**Work item:**
Retype the entries exactly, keeping every line intact.
Dataset records Start Marker
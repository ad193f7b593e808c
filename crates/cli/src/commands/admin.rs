//! Backoffice credential commands.
//!
//! # Usage
//!
//! ```bash
//! pf-cli admin hash-password
//! ```
//!
//! Prints `ADMIN_PASSWORD_HASH=<hex>` for the admin environment.

use std::io::IsTerminal;

use psicofinders_core::AdminDigest;
use secrecy::{ExposeSecret, SecretString};
use thiserror::Error;

/// Shortest password accepted for the backoffice.
const MIN_PASSWORD_LENGTH: usize = 12;

/// Errors that can occur during admin operations.
#[derive(Debug, Error)]
pub enum AdminError {
    #[error("A terminal is required to read the password")]
    NotATerminal,

    #[error("Failed to read password: {0}")]
    Read(#[from] std::io::Error),

    #[error("Password must be at least {MIN_PASSWORD_LENGTH} characters")]
    TooShort,

    #[error("Passwords do not match")]
    Mismatch,
}

/// Prompt twice (no echo) and print the digest line.
///
/// # Errors
///
/// Returns `AdminError` if stdin is not a terminal, reading fails, the
/// password is too short or the confirmation differs.
pub fn hash_password() -> Result<(), AdminError> {
    if !std::io::stdin().is_terminal() {
        return Err(AdminError::NotATerminal);
    }

    let first = SecretString::from(rpassword::prompt_password("Admin password: ")?);
    let second = SecretString::from(rpassword::prompt_password("Repeat password: ")?);
    let digest = digest_for(&first, &second)?;

    #[allow(clippy::print_stdout)]
    {
        println!("ADMIN_PASSWORD_HASH={}", digest.as_str());
    }
    Ok(())
}

fn digest_for(first: &SecretString, second: &SecretString) -> Result<AdminDigest, AdminError> {
    let password = first.expose_secret();
    if password.chars().count() < MIN_PASSWORD_LENGTH {
        return Err(AdminError::TooShort);
    }
    if password != second.expose_secret() {
        return Err(AdminError::Mismatch);
    }
    Ok(AdminDigest::of(password))
}

#[cfg(test)]
#[allow(clippy::unwrap_used)]
mod tests {
    use psicofinders_core::AdminCredentialVerifier;

    use super::*;

    fn secret(s: &str) -> SecretString {
        SecretString::from(s.to_owned())
    }

    #[test]
    fn test_digest_is_accepted_by_verifier() {
        let digest = digest_for(&secret("correct horse battery"), &secret("correct horse battery"))
            .unwrap();
        assert_eq!(digest.as_str().len(), 64);
        let verifier = AdminCredentialVerifier::new(Some(digest));
        assert!(verifier.verify("correct horse battery").is_ok());
    }

    #[test]
    fn test_rejects_short_and_mismatched() {
        assert!(matches!(
            digest_for(&secret("short"), &secret("short")),
            Err(AdminError::TooShort)
        ));
        assert!(matches!(
            digest_for(&secret("correct horse battery"), &secret("correct horse staple")),
            Err(AdminError::Mismatch)
        ));
    }
}
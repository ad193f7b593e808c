//! Pro dashboard.

use askama::Template;
use askama_web::WebTemplate;
use axum::extract::State;
use tracing::instrument;

use super::own_profile;
use crate::error::AppError;
use crate::filters;
use crate::middleware::RequirePro;
use crate::models::TherapistProfile;
use crate::state::AppState;

#[derive(Template, WebTemplate)]
#[template(path = "pro/dashboard.html")]
pub struct DashboardTemplate {
    pub current_path: &'static str,
    pub profile: TherapistProfile,
    pub fees: Option<String>,
    /// Days with at least one slot.
    pub active_days: Vec<&'static str>,
}

/// Summary of the caller's profile with links to each editor.
///
/// GET /pro/dashboard
#[instrument(skip_all)]
pub async fn page(
    RequirePro(caller): RequirePro,
    State(state): State<AppState>,
) -> Result<DashboardTemplate, AppError> {
    let profile = own_profile(&state, &caller.identity).await?;

    let active_days = profile
        .availability
        .iter()
        .filter(|(_, slots)| !slots.is_empty())
        .map(|(day, _)| day.label())
        .collect();

    Ok(DashboardTemplate {
        current_path: "/pro/dashboard",
        fees: profile.fees.display(),
        active_days,
        profile,
    })
}
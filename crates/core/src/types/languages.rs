//! Spoken languages of a therapist.

use serde::{Deserialize, Serialize};

#[derive(thiserror::Error, Debug, Clone, PartialEq, Eq)]
pub enum LanguagesError {
    #[error("select at least one language")]
    Empty,
}

/// Non-empty set of language codes, kept in the order they were chosen.
#[derive(Debug, Clone, PartialEq, Eq, Serialize, Deserialize)]
#[serde(try_from = "Vec<String>", into = "Vec<String>")]
pub struct Languages(Vec<String>);

impl Languages {
    /// Codes offered on the onboarding form.
    pub const ONBOARDING_OPTIONS: [&'static str; 4] = ["es", "ca", "en", "fr"];
    /// Codes offered on the profile form.
    pub const PROFILE_OPTIONS: [&'static str; 6] = ["es", "ca", "en", "fr", "pt", "de"];

    /// Build a language set from raw codes, dropping blanks and duplicates.
    ///
    /// # Errors
    ///
    /// Returns [`LanguagesError::Empty`] if nothing is left.
    pub fn new<I, S>(codes: I) -> Result<Self, LanguagesError>
    where
        I: IntoIterator<Item = S>,
        S: AsRef<str>,
    {
        let mut out: Vec<String> = Vec::new();
        for code in codes {
            let code = code.as_ref().trim();
            if !code.is_empty() && !out.iter().any(|c| c == code) {
                out.push(code.to_owned());
            }
        }
        if out.is_empty() {
            return Err(LanguagesError::Empty);
        }
        Ok(Self(out))
    }

    #[must_use]
    pub fn as_slice(&self) -> &[String] {
        &self.0
    }

    #[must_use]
    pub fn contains(&self, code: &str) -> bool {
        self.0.iter().any(|c| c == code)
    }

    #[must_use]
    pub fn into_inner(self) -> Vec<String> {
        self.0
    }
}

impl TryFrom<Vec<String>> for Languages {
    type Error = LanguagesError;

    fn try_from(value: Vec<String>) -> Result<Self, Self::Error> {
        Self::new(value)
    }
}

impl From<Languages> for Vec<String> {
    fn from(langs: Languages) -> Self {
        langs.0
    }
}

#[cfg(test)]
#[allow(clippy::unwrap_used)]
mod tests {
    use super::*;

    #[test]
    fn test_dedup_keeps_first_occurrence_order() {
        let langs = Languages::new(["ca", "es", "ca", " en "]).unwrap();
        assert_eq!(langs.as_slice(), ["ca", "es", "en"]);
        assert!(langs.contains("en"));
    }

    #[test]
    fn test_empty_after_cleanup_is_rejected() {
        assert_eq!(Languages::new(["", "  "]), Err(LanguagesError::Empty));
        assert_eq!(
            Languages::new(Vec::<String>::new()),
            Err(LanguagesError::Empty)
        );
    }
}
Dataset records End Marker
**Answer box:**
repository ad193f7b593e808c
filename crates/cli/src/commands/admin.rs
//! Backoffice credential commands.
//!
//! # Usage
//!
//! ```bash
//! pf-cli admin hash-password
//! ```
//!
//! Prints `ADMIN_PASSWORD_HASH=<hex>` for the admin environment.

use std::io::IsTerminal;

use psicofinders_core::AdminDigest;
use secrecy::{ExposeSecret, SecretString};
use thiserror::Error;

/// Shortest password accepted for the backoffice.
const MIN_PASSWORD_LENGTH: usize = 12;

/// Errors that can occur during admin operations.
#[derive(Debug, Error)]
pub enum AdminError {
    #[error("A terminal is required to read the password")]
    NotATerminal,

    #[error("Failed to read password: {0}")]
    Read(#[from] std::io::Error),

    #[error("Password must be at least {MIN_PASSWORD_LENGTH} characters")]
    TooShort,

    #[error("Passwords do not match")]
    Mismatch,
}

/// Prompt twice (no echo) and print the digest line.
///
/// # Errors
///
/// Returns `AdminError` if stdin is not a terminal, reading fails, the
/// password is too short or the confirmation differs.
pub fn hash_password() -> Result<(), AdminError> {
    if !std::io::stdin().is_terminal() {
        return Err(AdminError::NotATerminal);
    }

    let first = SecretString::from(rpassword::prompt_password("Admin password: ")?);
    let second = SecretString::from(rpassword::prompt_password("Repeat password: ")?);
    let digest = digest_for(&first, &second)?;

    #[allow(clippy::print_stdout)]
    {
        println!("ADMIN_PASSWORD_HASH={}", digest.as_str());
    }
    Ok(())
}

fn digest_for(first: &SecretString, second: &SecretString) -> Result<AdminDigest, AdminError> {
    let password = first.expose_secret();
    if password.chars().count() < MIN_PASSWORD_LENGTH {
        return Err(AdminError::TooShort);
    }
    if password != second.expose_secret() {
        return Err(AdminError::Mismatch);
    }
    Ok(AdminDigest::of(password))
}

#[cfg(test)]
#[allow(clippy::unwrap_used)]
mod tests {
    use psicofinders_core::AdminCredentialVerifier;

    use super::*;

    fn secret(s: &str) -> SecretString {
        SecretString::from(s.to_owned())
    }

    #[test]
    fn test_digest_is_accepted_by_verifier() {
        let digest = digest_for(&secret("correct horse battery"), &secret("correct horse battery"))
            .unwrap();
        assert_eq!(digest.as_str().len(), 64);
        let verifier = AdminCredentialVerifier::new(Some(digest));
        assert!(verifier.verify("correct horse battery").is_ok());
    }

    #[test]
    fn test_rejects_short_and_mismatched() {
        assert!(matches!(
            digest_for(&secret("short"), &secret("short")),
            Err(AdminError::TooShort)
        ));
        assert!(matches!(
            digest_for(&secret("correct horse battery"), &secret("correct horse staple")),
            Err(AdminError::Mismatch)
        ));
    }
}
repository ad193f7b593e808c
//! Pro dashboard.

use askama::Template;
use askama_web::WebTemplate;
use axum::extract::State;
use tracing::instrument;

use super::own_profile;
use crate::error::AppError;
use crate::filters;
use crate::middleware::RequirePro;
use crate::models::TherapistProfile;
use crate::state::AppState;

#[derive(Template, WebTemplate)]
#[template(path = "pro/dashboard.html")]
pub struct DashboardTemplate {
    pub current_path: &'static str,
    pub profile: TherapistProfile,
    pub fees: Option<String>,
    /// Days with at least one slot.
    pub active_days: Vec<&'static str>,
}

/// Summary of the caller's profile with links to each editor.
///
/// GET /pro/dashboard
#[instrument(skip_all)]
pub async fn page(
    RequirePro(caller): RequirePro,
    State(state): State<AppState>,
) -> Result<DashboardTemplate, AppError> {
    let profile = own_profile(&state, &caller.identity).await?;

    let active_days = profile
        .availability
        .iter()
        .filter(|(_, slots)| !slots.is_empty())
        .map(|(day, _)| day.label())
        .collect();

    Ok(DashboardTemplate {
        current_path: "/pro/dashboard",
        fees: profile.fees.display(),
        active_days,
        profile,
    })
}
filename crates/core/src/types/languages.rs
//! Spoken languages of a therapist.

use serde::{Deserialize, Serialize};

#[derive(thiserror::Error, Debug, Clone, PartialEq, Eq)]
pub enum LanguagesError {
    #[error("select at least one language")]
    Empty,
}

/// Non-empty set of language codes, kept in the order they were chosen.
#[derive(Debug, Clone, PartialEq, Eq, Serialize, Deserialize)]
#[serde(try_from = "Vec<String>", into = "Vec<String>")]
pub struct Languages(Vec<String>);

impl Languages {
    /// Codes offered on the onboarding form.
    pub const ONBOARDING_OPTIONS: [&'static str; 4] = ["es", "ca", "en", "fr"];
    /// Codes offered on the profile form.
    pub const PROFILE_OPTIONS: [&'static str; 6] = ["es", "ca", "en", "fr", "pt", "de"];

    /// Build a language set from raw codes, dropping blanks and duplicates.
    ///
    /// # Errors
    ///
    /// Returns [`LanguagesError::Empty`] if nothing is left.
    pub fn new<I, S>(codes: I) -> Result<Self, LanguagesError>
    where
        I: IntoIterator<Item = S>,
        S: AsRef<str>,
    {
        let mut out: Vec<String> = Vec::new();
        for code in codes {
            let code = code.as_ref().trim();
            if !code.is_empty() && !out.iter().any(|c| c == code) {
                out.push(code.to_owned());
            }
        }
        if out.is_empty() {
            return Err(LanguagesError::Empty);
        }
        Ok(Self(out))
    }

    #[must_use]
    pub fn as_slice(&self) -> &[String] {
        &self.0
    }

    #[must_use]
    pub fn contains(&self, code: &str) -> bool {
        self.0.iter().any(|c| c == code)
    }

    #[must_use]
    pub fn into_inner(self) -> Vec<String> {
        self.0
    }
}

impl TryFrom<Vec<String>> for Languages {
    type Error = LanguagesError;

    fn try_from(value: Vec<String>) -> Result<Self, Self::Error> {
        Self::new(value)
    }
}

impl From<Languages> for Vec<String> {
    fn from(langs: Languages) -> Self {
        langs.0
    }
}

#[cfg(test)]
#[allow(clippy::unwrap_used)]
mod tests {
    use super::*;

    #[test]
    fn test_dedup_keeps_first_occurrence_order() {
        let langs = Languages::new(["ca", "es", "ca", " en "]).unwrap();
        assert_eq!(langs.as_slice(), ["ca", "es", "en"]);
        assert!(langs.contains("en"));
    }

    #[test]
    fn test_empty_after_cleanup_is_rejected() {
        assert_eq!(Languages::new(["", "  "]), Err(LanguagesError::Empty));
        assert_eq!(
            Languages::new(Vec::<String>::new()),
            Err(LanguagesError::Empty)
        );
    }
}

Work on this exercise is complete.